# Records from a dataset:
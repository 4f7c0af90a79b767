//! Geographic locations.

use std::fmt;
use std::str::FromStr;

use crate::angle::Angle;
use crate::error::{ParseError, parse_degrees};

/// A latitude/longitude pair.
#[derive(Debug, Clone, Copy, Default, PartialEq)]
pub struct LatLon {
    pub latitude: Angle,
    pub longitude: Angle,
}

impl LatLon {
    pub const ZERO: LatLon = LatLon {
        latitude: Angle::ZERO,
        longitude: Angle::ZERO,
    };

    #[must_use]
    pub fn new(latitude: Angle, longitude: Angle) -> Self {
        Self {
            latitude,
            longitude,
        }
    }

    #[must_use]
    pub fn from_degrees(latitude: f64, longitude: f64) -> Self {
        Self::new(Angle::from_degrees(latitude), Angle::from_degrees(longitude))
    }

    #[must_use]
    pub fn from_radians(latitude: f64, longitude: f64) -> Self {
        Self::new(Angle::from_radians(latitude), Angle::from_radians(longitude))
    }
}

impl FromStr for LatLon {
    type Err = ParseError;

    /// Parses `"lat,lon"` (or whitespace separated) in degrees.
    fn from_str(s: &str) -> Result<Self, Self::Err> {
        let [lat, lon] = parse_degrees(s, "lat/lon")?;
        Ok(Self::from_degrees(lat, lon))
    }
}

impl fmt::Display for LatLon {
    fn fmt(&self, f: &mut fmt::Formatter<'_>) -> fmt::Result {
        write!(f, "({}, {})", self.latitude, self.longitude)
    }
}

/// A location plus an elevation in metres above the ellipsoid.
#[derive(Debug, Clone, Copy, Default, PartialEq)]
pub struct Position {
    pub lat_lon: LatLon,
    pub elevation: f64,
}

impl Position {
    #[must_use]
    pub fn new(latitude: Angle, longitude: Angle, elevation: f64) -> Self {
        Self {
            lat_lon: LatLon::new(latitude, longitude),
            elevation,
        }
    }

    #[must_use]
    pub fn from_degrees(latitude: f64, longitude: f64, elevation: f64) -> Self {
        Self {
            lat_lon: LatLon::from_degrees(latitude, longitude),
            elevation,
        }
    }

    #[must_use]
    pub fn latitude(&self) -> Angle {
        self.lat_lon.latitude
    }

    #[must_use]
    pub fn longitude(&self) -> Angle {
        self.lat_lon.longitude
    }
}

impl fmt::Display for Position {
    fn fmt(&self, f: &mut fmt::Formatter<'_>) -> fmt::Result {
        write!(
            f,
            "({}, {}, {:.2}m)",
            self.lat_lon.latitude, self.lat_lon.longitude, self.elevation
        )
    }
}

# INSTRUCTIONS TO FOLLOW:
Spot the lines above that mention "write" and copy them.

# SOLUTION TO THE PROBLEM:
        write!(f, "({}, {})", self.latitude, self.longitude)
        write!(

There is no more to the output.